Earlier in the season, Kent State was producing turnovers at an astronomical rate. The Golden Flashes still lead the country in turnover margin at +15, but the team needs to manufacture a more sustainable way to get stops. Only seven teams allow more passing yards per contest than the Golden Flashes, and the run defense ranks 105th in the FBS. Combine the two and Kent State is 123rd in the country in total defense. The seven teams below the Flashes are all bowl ineligible and combine for a record of 12-65, so the Flashes’ offense is able to make up for these alarming numbers.
One area of promise Kent State displayed on defense against Akron was the ability to get to the quarterback. The Golden Flashes produced six sacks and were led by dominant play from defensive tackle C.J. West. Another name to watch on the Kent State defense is A.J. Musolino. The inside linebacker is enjoying a breakthrough senior season as the team’s second leading tackler with 66. Musolino leads all Golden Flashes with 9.5 tackles for loss and also snagged an interception and fumble recovery in a havoc-raising season.
When it comes to interceptions, Kent State’s defensive backs are frequenters of that statistic. Elvis Hines, Montre Miller, and K.J. Sherald all have three interceptions on the season, and the Flashes corral picks more than any other team in the MAC. Forcing such turnovers will be an emphasis for this defense when it’s pitted against one of the nation’s most explosive passing attacks.
This is a tricky one to pick. Kent State’s warp-speed offense is electrifying and not many MAC teams succeed in limiting it. However, its defense continues to be a concern, as demonstrated in the lopsided losses to Western Michigan (64-31) and Central Michigan (54-30). If Kent State wants to prevent another one of these results, containing Miami star wide receiver Jack Sorenson and his home run play potential is essential.

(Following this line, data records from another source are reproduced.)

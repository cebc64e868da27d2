//! rollcall-core — Face-match attendance primitives.
//!
//! Low-light enhancement, SCRFD face detection, first-face extraction,
//! and ArcFace-based identity verification, all running via ONNX
//! Runtime for CPU inference.

pub mod detector;
pub mod embedder;
pub mod enhance;
pub mod extractor;
pub mod oracle;
pub mod types;

pub use detector::{FaceLocator, ScrfdDetector};
pub use embedder::FaceEmbedder;
pub use extractor::extract_face;
pub use oracle::{EmbeddingOracle, VerifyOracle};
pub use types::{BoundingBox, Embedding, FaceCrop, Verification};
//! Identity verification oracle.
//!
//! Answers one question per call: do a probe crop and a reference image
//! show the same person? The pipeline treats this as an external
//! capability behind [`VerifyOracle`], so the sweep logic never depends
//! on which embedding model backs it.

use crate::detector::FaceLocator;
use crate::embedder::{EmbedderError, FaceEmbedder};
use crate::types::Verification;
use image::RgbImage;
use thiserror::Error;

/// Cosine-distance operating point for ArcFace same-identity decisions.
const ARCFACE_DISTANCE_THRESHOLD: f32 = 0.68;

#[derive(Error, Debug)]
pub enum OracleError {
    #[error("embedding failed: {0}")]
    Embedding(#[from] EmbedderError),
}

/// Same/different-identity decision over an image pair.
///
/// Implementations must tolerate a reference image without a cleanly
/// detectable face (relaxed detection) instead of failing outright —
/// detection already happened once upstream. Internal failures surface
/// as `Err`, which the sweep logs and treats as "not verified" for
/// that candidate only.
pub trait VerifyOracle {
    fn verify(
        &mut self,
        probe: &RgbImage,
        reference: &RgbImage,
    ) -> Result<Verification, OracleError>;
}

/// ArcFace-embedding oracle: embeds both images and thresholds the
/// cosine distance.
///
/// Owns its own detection session for locating the face inside
/// reference images; the probe is assumed to already be a crop.
pub struct EmbeddingOracle {
    locator: Box<dyn FaceLocator + Send>,
    embedder: FaceEmbedder,
    threshold: f32,
}

impl EmbeddingOracle {
    pub fn new(locator: Box<dyn FaceLocator + Send>, embedder: FaceEmbedder) -> Self {
        Self::with_threshold(locator, embedder, ARCFACE_DISTANCE_THRESHOLD)
    }

    pub fn with_threshold(
        locator: Box<dyn FaceLocator + Send>,
        embedder: FaceEmbedder,
        threshold: f32,
    ) -> Self {
        Self { locator, embedder, threshold }
    }
}

impl VerifyOracle for EmbeddingOracle {
    fn verify(
        &mut self,
        probe: &RgbImage,
        reference: &RgbImage,
    ) -> Result<Verification, OracleError> {
        let probe_embedding = self.embedder.embed(probe)?;

        let ref_crop = reference_crop(reference, self.locator.as_mut());
        let ref_embedding = self.embedder.embed(&ref_crop)?;

        let distance = probe_embedding.distance(&ref_embedding);
        let verified = distance <= self.threshold;
        tracing::debug!(distance, verified, "oracle comparison");

        Ok(Verification { verified, distance })
    }
}

/// Crop the first detected face out of a reference image, falling back
/// to the whole image when detection finds nothing or fails (relaxed
/// mode). A poorly framed reference degrades accuracy for that one
/// candidate; it must not abort the comparison.
fn reference_crop(reference: &RgbImage, locator: &mut dyn FaceLocator) -> RgbImage {
    let candidates = match locator.detect(reference) {
        Ok(c) => c,
        Err(e) => {
            tracing::warn!(error = %e, "reference detection failed, embedding whole image");
            return reference.clone();
        }
    };

    let Some(bbox) = candidates.first() else {
        tracing::debug!("no face in reference, embedding whole image");
        return reference.clone();
    };

    let (fw, fh) = reference.dimensions();
    let x0 = bbox.x.max(0.0).round() as u32;
    let y0 = bbox.y.max(0.0).round() as u32;
    let x1 = ((bbox.x + bbox.width).round().max(0.0) as u32).min(fw);
    let y1 = ((bbox.y + bbox.height).round().max(0.0) as u32).min(fh);

    if x0 >= x1 || y0 >= y1 {
        return reference.clone();
    }

    image::imageops::crop_imm(reference, x0, y0, x1 - x0, y1 - y0).to_image()
}
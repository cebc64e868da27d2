//! ArcFace face embedder via ONNX Runtime.
//!
//! Extracts 512-dimensional face embeddings from face crops using the
//! w600k_r50 ArcFace model. Crops are used verbatim (resized, not
//! landmark-aligned): the extraction stage hands over raw bounding-box
//! crops, and reference images are embedded in relaxed mode.

use crate::types::Embedding;
use image::RgbImage;
use ndarray::Array4;
use ort::session::Session;
use ort::value::TensorRef;
use std::path::Path;
use thiserror::Error;

// --- Named constants (different from SCRFD!) ---
const ARCFACE_INPUT_SIZE: usize = 112;
const ARCFACE_MEAN: f32 = 127.5;
const ARCFACE_STD: f32 = 127.5; // NOT 128.0 — ArcFace uses symmetric normalization
const ARCFACE_EMBEDDING_DIM: usize = 512;
const ARCFACE_MODEL_VERSION: &str = "w600k_r50";

#[derive(Error, Debug)]
pub enum EmbedderError {
    #[error("model file not found: {0} — download from insightface and place in models/")]
    ModelNotFound(String),
    #[error("inference failed: {0}")]
    InferenceFailed(String),
    #[error("ort: {0}")]
    Ort(#[from] ort::Error),
}

/// ArcFace-based face embedder.
pub struct FaceEmbedder {
    session: Session,
}

impl FaceEmbedder {
    /// Load the ArcFace ONNX model from the given path.
    pub fn load(model_path: &str) -> Result<Self, EmbedderError> {
        if !Path::new(model_path).exists() {
            return Err(EmbedderError::ModelNotFound(model_path.to_string()));
        }

        let session = Session::builder()?
            .with_intra_threads(2)
            .map_err(ort::Error::from)?
            .commit_from_file(model_path)?;

        tracing::info!(
            path = model_path,
            inputs = ?session.inputs().iter().map(|i| (i.name(), i.dtype())).collect::<Vec<_>>(),
            outputs = ?session.outputs().iter().map(|o| o.name()).collect::<Vec<_>>(),
            "loaded ArcFace model"
        );

        Ok(Self { session })
    }

    /// Extract an L2-normalized embedding from a face crop of any size.
    pub fn embed(&mut self, crop: &RgbImage) -> Result<Embedding, EmbedderError> {
        let input = Self::preprocess(crop);

        let outputs = self.session.run(ort::inputs![TensorRef::from_array_view(input.view())?])?;

        let (_, raw_data) = outputs[0]
            .try_extract_tensor::<f32>()
            .map_err(|e| EmbedderError::InferenceFailed(format!("embedding extraction: {e}")))?;

        let raw: Vec<f32> = raw_data.to_vec();

        if raw.len() != ARCFACE_EMBEDDING_DIM {
            return Err(EmbedderError::InferenceFailed(format!(
                "expected {ARCFACE_EMBEDDING_DIM}-dim embedding, got {}",
                raw.len()
            )));
        }

        // L2-normalize the embedding
        let norm: f32 = raw.iter().map(|x| x * x).sum::<f32>().sqrt();
        let values = if norm > 0.0 {
            raw.iter().map(|x| x / norm).collect()
        } else {
            raw
        };

        Ok(Embedding {
            values,
            model_version: Some(ARCFACE_MODEL_VERSION.to_string()),
        })
    }

    /// Resize a crop to 112x112 and pack it into a NCHW float tensor.
    fn preprocess(crop: &RgbImage) -> Array4<f32> {
        let size = ARCFACE_INPUT_SIZE;
        let resized = image::imageops::resize(
            crop,
            size as u32,
            size as u32,
            image::imageops::FilterType::Triangle,
        );

        let mut tensor = Array4::<f32>::zeros((1, 3, size, size));
        for y in 0..size {
            for x in 0..size {
                let [r, g, b] = resized.get_pixel(x as u32, y as u32).0;
                tensor[[0, 0, y, x]] = (r as f32 - ARCFACE_MEAN) / ARCFACE_STD;
                tensor[[0, 1, y, x]] = (g as f32 - ARCFACE_MEAN) / ARCFACE_STD;
                tensor[[0, 2, y, x]] = (b as f32 - ARCFACE_MEAN) / ARCFACE_STD;
            }
        }

        tensor
    }
}
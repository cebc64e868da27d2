use crate::config::Config;
use crate::pipeline::{AttendancePipeline, PipelineError};
use rollcall_core::{EmbeddingOracle, FaceEmbedder, ScrfdDetector};
use rollcall_store::{AttendanceDb, AttendanceRow, StoreError};
use thiserror::Error;
use tokio::sync::{mpsc, oneshot};

#[derive(Error, Debug)]
pub enum EngineError {
    #[error("detector error: {0}")]
    Detector(#[from] rollcall_core::detector::DetectorError),
    #[error("embedder error: {0}")]
    Embedder(#[from] rollcall_core::embedder::EmbedderError),
    #[error("storage error: {0}")]
    Store(#[from] StoreError),
    #[error("pipeline error: {0}")]
    Pipeline(#[from] PipelineError),
    #[error("engine thread exited")]
    ChannelClosed,
}

/// Messages sent from HTTP handlers to the engine thread.
enum EngineRequest {
    Scan {
        image_bytes: Vec<u8>,
        reply: oneshot::Sender<Result<String, EngineError>>,
    },
    Attendance {
        reply: oneshot::Sender<Result<Vec<AttendanceRow>, EngineError>>,
    },
}

/// Clone-safe handle to the engine thread.
#[derive(Clone)]
pub struct EngineHandle {
    tx: mpsc::Sender<EngineRequest>,
}

impl EngineHandle {
    /// Run one scan through the attendance pipeline and return the
    /// human-readable outcome message. Scans queue behind each other;
    /// there is no timeout around the verification sweep, so a caller
    /// needing bounded latency must impose its own.
    pub async fn scan(&self, image_bytes: Vec<u8>) -> Result<String, EngineError> {
        let (reply_tx, reply_rx) = oneshot::channel();
        self.tx
            .send(EngineRequest::Scan { image_bytes, reply: reply_tx })
            .await
            .map_err(|_| EngineError::ChannelClosed)?;
        reply_rx.await.map_err(|_| EngineError::ChannelClosed)?
    }

    /// Read the full attendance ledger, newest date first.
    pub async fn attendance(&self) -> Result<Vec<AttendanceRow>, EngineError> {
        let (reply_tx, reply_rx) = oneshot::channel();
        self.tx
            .send(EngineRequest::Attendance { reply: reply_tx })
            .await
            .map_err(|_| EngineError::ChannelClosed)?;
        reply_rx.await.map_err(|_| EngineError::ChannelClosed)?
    }

    /// Handle whose engine thread is gone; every request fails with
    /// `ChannelClosed`. For HTTP-layer tests that never reach the engine.
    #[cfg(test)]
    pub(crate) fn disconnected() -> Self {
        let (tx, _) = mpsc::channel(1);
        Self { tx }
    }
}

/// Spawn the engine on a dedicated OS thread.
///
/// Opens the database and loads both ONNX models up front (fail-fast),
/// then enters a request loop. The heavy model sessions live for the
/// whole process; nothing is reinitialized per request.
pub fn spawn_engine(config: &Config) -> Result<EngineHandle, EngineError> {
    let db = AttendanceDb::open(&config.db_path)?;
    tracing::info!(path = %config.db_path.display(), "attendance database opened");

    let scrfd_path = config.scrfd_model_path();
    let probe_detector = ScrfdDetector::load(&scrfd_path)?;
    // The oracle keeps its own detection session for reference images.
    let reference_detector = ScrfdDetector::load(&scrfd_path)?;
    tracing::info!(path = scrfd_path, "SCRFD detector loaded");

    let embedder = FaceEmbedder::load(&config.arcface_model_path())?;
    tracing::info!(path = config.arcface_model_path(), "ArcFace embedder loaded");

    let oracle = EmbeddingOracle::with_threshold(
        Box::new(reference_detector),
        embedder,
        config.distance_threshold,
    );
    let mut pipeline = AttendancePipeline::new(Box::new(probe_detector), Box::new(oracle));

    let (tx, mut rx) = mpsc::channel::<EngineRequest>(4);

    std::thread::Builder::new()
        .name("rollcall-engine".into())
        .spawn(move || {
            tracing::info!("engine thread started");
            while let Some(req) = rx.blocking_recv() {
                match req {
                    EngineRequest::Scan { image_bytes, reply } => {
                        let result = pipeline
                            .scan(&db, &image_bytes)
                            .map(|outcome| outcome.message())
                            .map_err(EngineError::from);
                        let _ = reply.send(result);
                    }
                    EngineRequest::Attendance { reply } => {
                        let result = db.attendance().map_err(EngineError::from);
                        let _ = reply.send(result);
                    }
                }
            }
            tracing::info!("engine thread exiting");
        })
        .expect("failed to spawn engine thread");

    Ok(EngineHandle { tx })
}
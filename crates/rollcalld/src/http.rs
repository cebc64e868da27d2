//! JSON capture boundary over HTTP.
//!
//! Thin wrapper: decode the `{ "image": "<data-url>" }` envelope, hand
//! the bytes to the engine, return `{ "message": ... }`. Semantic
//! failures (bad payload, no face, not recognized) ride in the message
//! with HTTP 200; only storage/engine faults become HTTP 500.

use crate::engine::EngineHandle;
use actix_web::{web, App, HttpResponse, HttpServer, Responder};
use base64::{engine::general_purpose::STANDARD as BASE64, Engine};
use serde::{Deserialize, Serialize};

#[derive(Deserialize)]
struct ScanRequest {
    image: Option<String>,
}

#[derive(Serialize)]
struct ScanResponse {
    message: String,
}

#[derive(Serialize)]
struct AttendanceEntry {
    student_id: String,
    name: String,
    date: String,
    status: String,
}

/// Decode a browser `canvas.toDataURL()` payload into raw image bytes.
///
/// Accepts both full data URLs (`data:image/jpeg;base64,...`) and bare
/// base64.
fn decode_data_url(payload: &str) -> Option<Vec<u8>> {
    let encoded = match payload.split_once(',') {
        Some((_, rest)) => rest,
        None => payload,
    };
    BASE64.decode(encoded.trim()).ok()
}

async fn index() -> impl Responder {
    HttpResponse::Ok()
        .content_type("text/html; charset=utf-8")
        .body(include_str!("../static/index.html"))
}

async fn attendance(engine: web::Data<EngineHandle>) -> impl Responder {
    match engine.attendance().await {
        Ok(rows) => {
            let entries: Vec<AttendanceEntry> = rows
                .into_iter()
                .map(|r| AttendanceEntry {
                    student_id: r.student_id,
                    name: r.name,
                    date: r.date.format("%Y-%m-%d").to_string(),
                    status: r.status,
                })
                .collect();
            HttpResponse::Ok().json(entries)
        }
        Err(e) => {
            tracing::error!(error = %e, "attendance read failed");
            HttpResponse::InternalServerError().json(ScanResponse {
                message: format!("❌ Error reading attendance: {e}"),
            })
        }
    }
}

async fn scan(engine: web::Data<EngineHandle>, body: web::Json<ScanRequest>) -> impl Responder {
    let Some(payload) = body.image.as_deref() else {
        return HttpResponse::Ok().json(ScanResponse {
            message: "❌ No image data received".to_string(),
        });
    };

    let Some(image_bytes) = decode_data_url(payload) else {
        return HttpResponse::Ok().json(ScanResponse {
            message: "❌ Could not decode image".to_string(),
        });
    };

    match engine.scan(image_bytes).await {
        Ok(message) => HttpResponse::Ok().json(ScanResponse { message }),
        Err(e) => {
            tracing::error!(error = %e, "scan failed");
            HttpResponse::InternalServerError().json(ScanResponse {
                message: format!("❌ Error processing image: {e}"),
            })
        }
    }
}

/// Run the HTTP server until shutdown.
pub async fn serve(bind: &str, engine: EngineHandle) -> std::io::Result<()> {
    let engine = web::Data::new(engine);
    tracing::info!(bind, "capture endpoint listening");

    HttpServer::new(move || {
        App::new()
            .app_data(engine.clone())
            .route("/", web::get().to(index))
            .route("/attendance", web::get().to(attendance))
            .route("/scan", web::post().to(scan))
    })
    .bind(bind)?
    .run()
    .await
}
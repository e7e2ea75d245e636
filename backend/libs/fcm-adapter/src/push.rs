use tracing::{debug, error, info, warn};

use crate::config::FcmConfig;
use crate::errors::{FCMError, PushError};
use crate::message::Message;
use crate::session::{AppInitializer, ServiceAccountInitializer};
use crate::translate::to_fcm_message;

#[derive(Debug, Clone, Copy, PartialEq, Eq)]
enum Delivery {
    Send,
    DryRun,
}

/// Send `msg` to its device token. Returns the FCM message name.
pub async fn send_message_one<I>(initializer: &I, msg: &Message) -> Result<String, PushError>
where
    I: AppInitializer + ?Sized,
{
    deliver(initializer, msg, Delivery::Send).await
}

/// Dry-run `msg` to check the token and payload without delivering anything.
pub async fn validate_token<I>(initializer: &I, msg: &Message) -> Result<String, PushError>
where
    I: AppInitializer + ?Sized,
{
    deliver(initializer, msg, Delivery::DryRun).await
}

async fn deliver<I>(initializer: &I, msg: &Message, delivery: Delivery) -> Result<String, PushError>
where
    I: AppInitializer + ?Sized,
{
    if msg.token.is_empty() {
        warn!(?delivery, "Rejected push message without a device token");
        return Err(PushError::EmptyToken);
    }

    let token_prefix = msg.token_prefix();

    let app = initializer.init_app().await.map_err(PushError::AppInit)?;
    let client = app.messaging().await.map_err(PushError::MessagingInit)?;

    let content = to_fcm_message(msg);
    debug!(token = %token_prefix, ?delivery, "Translated push message");

    let result = match delivery {
        Delivery::Send => client.send(&content).await,
        Delivery::DryRun => client.send_dry_run(&content).await,
    };

    match result {
        Ok(name) => {
            info!(
                "FCM {:?} succeeded for token {} (message: {})",
                delivery, token_prefix, name
            );
            Ok(name)
        }
        Err(e) => {
            error!("FCM {:?} failed for token {}: {}", delivery, token_prefix, e);
            Err(PushError::Send(e))
        }
    }
}

/// FCM push provider holding the session initializer
///
/// A new app and messaging client are created on every call.
#[derive(Debug, Clone)]
pub struct FcmPush<I = ServiceAccountInitializer> {
    initializer: I,
}

impl FcmPush<ServiceAccountInitializer> {
    pub fn from_config(config: FcmConfig) -> Self {
        Self::new(ServiceAccountInitializer::new(config))
    }

    /// Uses `GOOGLE_APPLICATION_CREDENTIALS` and the `FCM_*` overrides
    pub fn from_env() -> Result<Self, FCMError> {
        Ok(Self::from_config(FcmConfig::from_env()?))
    }
}

impl<I: AppInitializer> FcmPush<I> {
    pub fn new(initializer: I) -> Self {
        Self { initializer }
    }

    pub async fn send_message_one(&self, msg: &Message) -> Result<String, PushError> {
        send_message_one(&self.initializer, msg).await
    }

    pub async fn validate_token(&self, msg: &Message) -> Result<String, PushError> {
        validate_token(&self.initializer, msg).await
    }
}

#[cfg(test)]
mod tests {
    use super::*;
    use crate::session::{MockAppInitializer, MockFirebaseApp, MockMessagingClient};
    use std::sync::Arc;

    fn message() -> Message {
        Message::to_token("fcm-device-token-0001")
            .with_title("Hi")
            .with_body("B")
    }

    fn app_with_client(client: MockMessagingClient) -> MockFirebaseApp {
        let client = Arc::new(std::sync::Mutex::new(Some(client)));
        let mut app = MockFirebaseApp::new();
        app.expect_messaging().times(1).returning(move || {
            let client = client
                .lock()
                .unwrap()
                .take()
                .expect("messaging client requested twice");
            Ok(Box::new(client))
        });
        app
    }

    fn initializer_with_app(app: MockFirebaseApp) -> MockAppInitializer {
        let app = Arc::new(std::sync::Mutex::new(Some(app)));
        let mut init = MockAppInitializer::new();
        init.expect_init_app().times(1).returning(move || {
            let app = app.lock().unwrap().take().expect("app initialized twice");
            Ok(Box::new(app))
        });
        init
    }

    #[tokio::test]
    async fn test_empty_token_skips_initializer() {
        let mut init = MockAppInitializer::new();
        init.expect_init_app().times(0);

        let msg = Message::to_topic("news").with_title("Hi");

        let err = send_message_one(&init, &msg).await.unwrap_err();
        assert!(matches!(err, PushError::EmptyToken));
        assert_eq!(err.to_string(), "token cannot be empty");

        let err = validate_token(&init, &msg).await.unwrap_err();
        assert!(matches!(err, PushError::EmptyToken));
    }

    #[tokio::test]
    async fn test_init_failure_stops_before_messaging() {
        for dry_run in [false, true] {
            let mut init = MockAppInitializer::new();
            init.expect_init_app()
                .times(1)
                .returning(|| Err(FCMError::MissingProjectId));

            let result = if dry_run {
                validate_token(&init, &message()).await
            } else {
                send_message_one(&init, &message()).await
            };

            let err = result.unwrap_err();
            assert!(matches!(err, PushError::AppInit(_)));
            assert!(err.to_string().contains("error initializing new app"));
        }
    }

    #[tokio::test]
    async fn test_messaging_failure_stops_before_send() {
        for dry_run in [false, true] {
            let mut app = MockFirebaseApp::new();
            app.expect_messaging()
                .times(1)
                .returning(|| Err(FCMError::KeyParseError("bad pem".to_string())));
            let init = initializer_with_app(app);

            let result = if dry_run {
                validate_token(&init, &message()).await
            } else {
                send_message_one(&init, &message()).await
            };

            let err = result.unwrap_err();
            assert!(matches!(err, PushError::MessagingInit(_)));
            assert!(err.to_string().contains("error initializing messaging"));
        }
    }

    #[tokio::test]
    async fn test_send_returns_message_name() {
        let mut client = MockMessagingClient::new();
        client
            .expect_send()
            .withf(|content| {
                content.token == "fcm-device-token-0001" && content.notification.title == "Hi"
            })
            .times(1)
            .returning(|_| Ok("projects/demo/messages/0:1500415314455276".to_string()));
        client.expect_send_dry_run().times(0);

        let push = FcmPush::new(initializer_with_app(app_with_client(client)));
        let name = push.send_message_one(&message()).await.unwrap();
        assert_eq!(name, "projects/demo/messages/0:1500415314455276");
    }

    #[tokio::test]
    async fn test_validate_uses_dry_run() {
        let mut client = MockMessagingClient::new();
        client.expect_send().times(0);
        client
            .expect_send_dry_run()
            .times(1)
            .returning(|_| Ok("projects/demo/messages/fake_message_id".to_string()));

        let push = FcmPush::new(initializer_with_app(app_with_client(client)));
        let name = push.validate_token(&message()).await.unwrap();
        assert_eq!(name, "projects/demo/messages/fake_message_id");
    }

    #[tokio::test]
    async fn test_send_failure_is_wrapped() {
        let mut client = MockMessagingClient::new();
        client.expect_send().times(1).returning(|_| {
            Err(FCMError::ApiError(
                "404 Not Found".to_string(),
                "Requested entity was not found.".to_string(),
            ))
        });

        let init = initializer_with_app(app_with_client(client));
        let result = send_message_one(&init, &message()).await;

        let err = result.unwrap_err();
        assert!(matches!(err, PushError::Send(_)));
        assert!(err.to_string().contains("error sending messaging"));
        assert!(err.to_string().contains("Requested entity was not found."));
    }

    #[tokio::test]
    async fn test_message_is_not_mutated() {
        let mut client = MockMessagingClient::new();
        client
            .expect_send()
            .returning(|_| Ok("projects/demo/messages/1".to_string()));

        let msg = message().with_custom_data("k", "v");
        let before = msg.clone();

        let init = initializer_with_app(app_with_client(client));
        send_message_one(&init, &msg).await.unwrap();
        assert_eq!(msg, before);
    }
}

When it rains, it pours for the Golden Flashes. In all five of the team’s losses this year, the margin of defeat has been at least 21 points. However, Kent State has prospered in closer games, faring 4-0 when the deficit is 10 points or fewer. Still, the Golden Flashes hold the potential to light up any team in the conference, and the foundation of the Flash Fast offense involves getting the run game going, so that will be the pathway to victory.
Miami doesn’t wind up on the wrong side of blowouts as often as Kent State. The RedHawks’ two MAC losses were by a combined three points. While Miami is more sporadic offensively because it isn’t as multidimensional as Kent State, the RedHawks make up for it by sporting one of the better defensive fronts in the MAC.
This game could be headed for shootout territory, and it’s a tough prediction, but I’ll pick the team that forces stops at a higher rate. Still, this de facto MAC East championship game seems destined to come down to the wire.